Ensuite, il y a des choses, des films, une musique qui m’inspirent des sentiments. Et dans ce cas, si je devais retenir une seule réponse, et cela pourrai étonner, je trouve que Tom Hanks dans ses rôles est quelqu’un d’inspirant. Il arrive à susciter des émotions qui ramènent l’aspect humain sur des sujets pouvant sembler terre à terre.

Trois films me viennent à l’esprit :

- « The Green Mile », où il incarne un simple gardien de prison, qui se retrouve face à un homme innocent. Il va alors mettre sa carrière en danger pour tenter de lui venir en aide.

- « Forrest Gump », un mec complètement simplet mais qui réussit tout simplement ce qu’il entreprend grâce à l’amour qu’il a pour les autres.

- « Cast Away », qui est l’histoire d’un homme qui va se retrouver seul face à la nature, et qui ne va penser qu’à une chose : survivre pour sa famille. Ici, l’aspect matériel n’a plus aucune utilité pour l’aider à survivre !

Ces trois valeurs m’inspirent. Car je pense que le business n’est pas tout. Le plus important dans la vie reste votre famille, votre santé. Et il ne faut pas le perdre de vue.

Loïc Redouloux : Si tout était à refaire, feriez-vous des choses différemment et si oui lesquelles?

Maxime Petetin : Je dis souvent qu’avant de monter Groomhandy’s j’aurais bien pris quelques mois de vacances (Rires). Mais en même temps, quand on a un projet, et qu’on souhaite le monter, on n’attend pas une semaine. Si j’avais quelque chose à refaire, je m’investirais un peu plus dans le réseau et un peu moins dans le montage d’entreprise. Je passerais moins de temps dans mon bureau et plus de temps dehors à rencontrer des gens. C’est encore un de mes petits défauts aujourd’hui. Mais ça se travaille. Je ne suis pas quelqu’un de timide mais souvent on est pris par le quotidien, la routine. Et parfois on se dit « Sortons, allons voir les gens, parlons, on ne sait jamais »… Je travaille là-dessus. Sinon globalement, concernant Groomhandy’s je pense que je referais la même chose.

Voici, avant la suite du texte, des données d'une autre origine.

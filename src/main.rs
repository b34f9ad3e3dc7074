mod app;
mod cli;
mod data;
mod error;
mod state;
mod ui;

use std::io;

use anyhow::Result;
use clap::Parser;

use app::BikeshareApp;
use cli::Args;
use ui::console::Console;

fn main() -> Result<()> {
    let args = Args::parse();

    env_logger::Builder::from_env(env_logger::Env::default().default_filter_or(args.log_filter()))
        .init();
    log::debug!("reading city files from {}", args.data_dir.display());

    let console = Console::new(io::stdin().lock(), io::stdout().lock());
    BikeshareApp::new(args.data_dir, console).run()
}
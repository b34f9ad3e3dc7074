use std::io::{self, Write};
use std::time::Instant;

use super::RULE;
use crate::data::model::{month_title, TripTable};
use crate::data::stats::{BirthYears, DurationStats, StationStats, TimeStats, UserStats};

pub const NO_DATA: &str = "No data available for the selected filters.";

// ---------------------------------------------------------------------------
// Shared reporter frame: heading, empty-table guard, timing, closing rule
// ---------------------------------------------------------------------------

fn report<S, W: Write>(
    out: &mut W,
    heading: &str,
    table: &TripTable,
    compute: impl FnOnce(&TripTable) -> Option<S>,
    print: impl FnOnce(&S, &mut W) -> io::Result<()>,
) -> io::Result<()> {
    writeln!(out, "\n{heading}\n")?;
    let started = Instant::now();

    let Some(stats) = compute(table).filter(|_| !table.is_empty()) else {
        writeln!(out, "{NO_DATA}")?;
        return Ok(());
    };
    print(&stats, out)?;

    log::debug!("{heading} took {:?}", started.elapsed());
    writeln!(out, "{RULE}")
}

// ---------------------------------------------------------------------------
// The four reporters
// ---------------------------------------------------------------------------

/// Most frequent month, weekday and hour of travel.
pub fn time_stats<W: Write>(table: &TripTable, out: &mut W) -> io::Result<()> {
    report(
        out,
        "Calculating The Most Frequent Times of Travel...",
        table,
        TimeStats::compute,
        |stats, out| {
            writeln!(out, "Most common month: {}", month_title(stats.month))?;
            writeln!(out, "Most common day of week: {}", stats.day.title())?;
            writeln!(out, "Most common hour: {}:00", stats.hour)
        },
    )
}

/// Most popular start station, end station and trip.
pub fn station_stats<W: Write>(table: &TripTable, out: &mut W) -> io::Result<()> {
    report(
        out,
        "Calculating The Most Popular Stations and Trip...",
        table,
        StationStats::compute,
        |stats, out| {
            writeln!(out, "Most common start station: {}", stats.start_station)?;
            writeln!(out, "Most common end station: {}", stats.end_station)?;
            writeln!(out, "Most common trip: {} to {}", stats.trip.0, stats.trip.1)
        },
    )
}

/// Total and mean trip duration.
pub fn trip_duration_stats<W: Write>(table: &TripTable, out: &mut W) -> io::Result<()> {
    report(
        out,
        "Calculating Trip Duration...",
        table,
        DurationStats::compute,
        |stats, out| {
            let b = stats.breakdown();
            writeln!(
                out,
                "Total travel time: {} days, {} hours, {} minutes, {} seconds",
                b.days, b.hours, b.minutes, b.seconds
            )?;
            writeln!(out, "Average travel time: {:.2} seconds", stats.mean)
        },
    )
}

/// User type, gender and birth year breakdowns.
pub fn user_stats<W: Write>(table: &TripTable, out: &mut W) -> io::Result<()> {
    report(
        out,
        "Calculating User Stats...",
        table,
        UserStats::compute,
        |stats, out| {
            writeln!(out, "User Type Counts:")?;
            write_counts(out, "User Type", &stats.user_types)?;

            match &stats.genders {
                Some(genders) => {
                    writeln!(out, "\nGender Counts:")?;
                    write_counts(out, "Gender", genders)?;
                }
                None => writeln!(out, "\nGender information not available for this city.")?,
            }

            match stats.birth_years {
                BirthYears::Summary {
                    earliest,
                    most_recent,
                    most_common,
                } => {
                    writeln!(out, "\nBirth Year Statistics:")?;
                    writeln!(out, "Earliest: {earliest}")?;
                    writeln!(out, "Most Recent: {most_recent}")?;
                    writeln!(out, "Most Common: {most_common}")
                }
                BirthYears::NoData => {
                    writeln!(out, "\nNo birth year data for the selected filters.")
                }
                BirthYears::NotAvailable => {
                    writeln!(out, "\nBirth year information not available for this city.")
                }
            }
        },
    )
}

/// Column name, then one `value    count` line per entry with values
/// left-aligned and counts right-aligned.
fn write_counts<W: Write>(out: &mut W, name: &str, counts: &[(String, usize)]) -> io::Result<()> {
    writeln!(out, "{name}")?;
    let value_width = counts
        .iter()
        .map(|(v, _)| v.chars().count())
        .max()
        .unwrap_or(0);
    let count_width = counts
        .iter()
        .map(|(_, n)| n.to_string().len())
        .max()
        .unwrap_or(0);
    for (value, n) in counts {
        writeln!(out, "{value:<value_width$}    {n:>count_width$}")?;
    }
    Ok(())
}
// SPDX-License-Identifier: AGPL-3.0-or-later
//
// Copyright (C) 2026 Relational Network

//! Token sale engine.
//!
//! - `phase` - phase schedule and active-phase resolution
//! - `supply` - remaining supply with reserve / commit / release
//! - `validator` - per-purchase rules
//! - `engine` - purchase orchestration

pub mod amount;
pub mod engine;
pub mod error;
pub mod phase;
pub mod supply;
pub mod validator;

pub use amount::{Amount, AmountError};
pub use engine::{PurchaseReceipt, SaleEngine, SaleOverview};
pub use error::SaleError;
pub use phase::{default_phases, PhaseDefinition, PhaseRegistry, PhaseStatus, SalePhase};
pub use supply::{ReservationGuard, SupplyLedger, SupplySnapshot};
pub use validator::{PurchaseRequest, PurchaseValidator};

Loïc Redouloux : Quel est le client idéal pour votre entreprise ?

Maxime Petetin : Celui qui nous remercie. Peu importe qu’il ait généré chez nous 10€ ou 10000€ de bénéfice. C’est le client qui va nous envoyer un texto ou un message disant « Cette soirée était géniale ». C’est une sensation exceptionnelle. Dans les semaines difficiles par exemple, un remerciement est une chose importante. Ce n’est pas que nous attendons un merci, mais c’est bien d’avoir un retour sur expérience. Nous organisons des soirées, nous réservons des places pour des concerts, ou des événements sportifs, et par moments nous aimerions pouvoir assister à ces événements mais pour des raisons de temps, nous ne pouvons pas. Et qu’eux puissent nous faire partager ces moments, c’est gratifiant.